Who knows? Luc’s dad might only be realizing he has a problem with his son dating men now he’s confronted with it. I’ve heard it happens sometimes.
Luckily, this is not such a situation. Pierre sighs and says, “What do you need?”
“Not much; just your home address. Luc’s living with you, right?”
“Yes, but . . . why would I give a stranger my home address?”
“Not a stranger. Your son’s fiancé, remember?”
“Are you really going to continue with that?”

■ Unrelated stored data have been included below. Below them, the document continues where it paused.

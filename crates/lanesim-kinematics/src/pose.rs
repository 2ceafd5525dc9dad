//! Planar rigid transforms and body-frame twists.

use core::f64::consts::PI;
use core::fmt;
use core::ops::Mul;
use libm::{cos, sin, sqrt};

#[cfg(feature = "serde")]
use serde::{Deserialize, Deserializer, Serialize};

/// Below this rotation the closed-form exponential switches to its series expansion.
const SMALL_ANGLE: f64 = 1e-9;

/// Normalize an angle to be within `[-PI, PI)`.
///
/// Angles at `PI` will be normalized to `-PI`.
pub fn normalize_angle(angle: f64) -> f64 {
    let a = angle % (2.0 * PI);
    if a >= PI {
        a - 2.0 * PI
    } else if a < -PI {
        a + 2.0 * PI
    } else {
        a
    }
}

/// Signed shortest rotation taking heading `from` onto heading `to`.
pub fn angle_diff(from: f64, to: f64) -> f64 {
    normalize_angle(to - from)
}

/// A 2‑D pose `(x, y, θ)` in meters and radians (θ measured counter‑clockwise
/// from the x‑axis of the parent frame).
///
/// A pose doubles as an element of SE(2): [`Pose::compose`] is the group
/// product and [`Pose::inverse`] the group inverse. Every operation returns a
/// new value with the heading normalized to `[-PI, PI)`.
#[cfg_attr(feature = "serde", derive(Serialize))]
#[derive(Debug, Clone, Copy, PartialEq, Default)]
pub struct Pose {
    /// Parent-frame x position (m).
    pub x: f64,
    /// Parent-frame y position (m).
    pub y: f64,
    /// Heading (rad), normalized to `[-PI, PI)`.
    pub theta: f64,
}

// Deserialized poses go through `Pose::new` so the heading is normalized.
#[cfg(feature = "serde")]
impl<'de> Deserialize<'de> for Pose {
    fn deserialize<D: Deserializer<'de>>(deserializer: D) -> Result<Self, D::Error> {
        #[derive(Deserialize)]
        struct RawPose {
            x: f64,
            y: f64,
            theta: f64,
        }

        let raw = RawPose::deserialize(deserializer)?;
        Ok(Pose::new(raw.x, raw.y, raw.theta))
    }
}

impl Pose {
    /// Construct a new pose, normalizing the heading.
    ///
    /// # Arguments
    ///
    /// * `x`: Parent-frame x position in meters.
    /// * `y`: Parent-frame y position in meters.
    /// * `theta`: Heading in radians.
    pub fn new(x: f64, y: f64, theta: f64) -> Self {
        Pose {
            x,
            y,
            theta: normalize_angle(theta),
        }
    }

    /// The identity transform.
    pub const fn identity() -> Self {
        Pose {
            x: 0.0,
            y: 0.0,
            theta: 0.0,
        }
    }

    /// A pure rotation about the origin.
    pub fn from_rotation(theta: f64) -> Self {
        Pose::new(0.0, 0.0, theta)
    }

    /// Apply `other` in the frame of `self` (the SE(2) product `self * other`).
    pub fn compose(self, other: Pose) -> Pose {
        let (x, y) = self.transform_point(other.x, other.y);
        Pose::new(x, y, self.theta + other.theta)
    }

    /// The transform that undoes `self`.
    pub fn inverse(self) -> Pose {
        let (s, c) = (sin(self.theta), cos(self.theta));
        Pose::new(
            -c * self.x - s * self.y,
            s * self.x - c * self.y,
            -self.theta,
        )
    }

    /// Pose of `other` expressed in the frame of `self`.
    ///
    /// `self.compose(self.relative(other))` recovers `other`.
    pub fn relative(self, other: Pose) -> Pose {
        self.inverse().compose(other)
    }

    /// Map a point given in this pose's frame into the parent frame.
    pub fn transform_point(self, px: f64, py: f64) -> (f64, f64) {
        let (s, c) = (sin(self.theta), cos(self.theta));
        (self.x + c * px - s * py, self.y + s * px + c * py)
    }

    /// Euclidean distance between the positions of two poses.
    pub fn distance(self, other: Pose) -> f64 {
        let dx = other.x - self.x;
        let dy = other.y - self.y;
        sqrt(dx * dx + dy * dy)
    }
}

impl Mul for Pose {
    type Output = Pose;

    fn mul(self, rhs: Pose) -> Pose {
        self.compose(rhs)
    }
}

impl fmt::Display for Pose {
    fn fmt(&self, f: &mut fmt::Formatter<'_>) -> fmt::Result {
        write!(f, "(x: {:.3}, y: {:.3}, θ: {:.3} rad)", self.x, self.y, self.theta)
    }
}

/// A twist expressed in the robot base frame.
/// A twist represents the linear and angular velocities of the robot.
#[cfg_attr(feature = "serde", derive(Serialize, Deserialize))]
#[derive(Debug, Clone, Copy, PartialEq, Default)]
pub struct Twist {
    /// Linear x velocity (m/s) in the robot's base frame.
    pub vx: f64,
    /// Angular z velocity (rad/s) around the robot's base frame z-axis.
    pub wz: f64,
}

impl Twist {
    /// Construct a new twist.
    ///
    /// # Arguments
    ///
    /// * `vx`: Linear velocity along the robot's x-axis (m/s).
    /// * `wz`: Angular velocity around the robot's z-axis (rad/s).
    pub const fn new(vx: f64, wz: f64) -> Self {
        Twist { vx, wz }
    }

    /// The twist of a body at rest.
    pub const fn zero() -> Self {
        Twist { vx: 0.0, wz: 0.0 }
    }

    /// Rigid motion produced by holding this twist for `dt` seconds.
    ///
    /// This is the SE(2) exponential map: the body follows a circular arc of
    /// radius `vx / wz` (a straight line when `wz` is zero), so heading and
    /// position stay coupled exactly however long the step is.
    pub fn exp(self, dt: f64) -> Pose {
        let distance = self.vx * dt;
        let dtheta = self.wz * dt;

        if dtheta.abs() < SMALL_ANGLE {
            // sin(a)/a and (1 - cos(a))/a to second order
            return Pose::new(
                distance * (1.0 - dtheta * dtheta / 6.0),
                distance * dtheta / 2.0,
                dtheta,
            );
        }

        let radius = distance / dtheta;
        let half_sin = sin(dtheta / 2.0);
        // 1 - cos(a) written as 2 sin²(a/2) to avoid cancellation
        Pose::new(radius * sin(dtheta), radius * 2.0 * half_sin * half_sin, dtheta)
    }
}

impl fmt::Display for Twist {
    fn fmt(&self, f: &mut fmt::Formatter<'_>) -> fmt::Result {
        write!(f, "(vx: {:.2} m/s, ωz: {:.2} rad/s)", self.vx, self.wz)
    }
}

“Yes, if he’ll have me. After all, love is all about taking the leap, isn’t it? And I may be older than Luc, but I’m not necessarily wiser. Maybe he saw a bright future for both of us that I was too dumb to recognize. Who knows? I’ve decided I’m willing to take that chance.”
“You’re both dumb romantics,” Pierre says, frowning at me. “But okay, if you wish to find him, I’ll help you. Hang on.” He starts taking off his plastic gloves. “I’ll write down the address for you. For your sake, I hope you’re not too late.”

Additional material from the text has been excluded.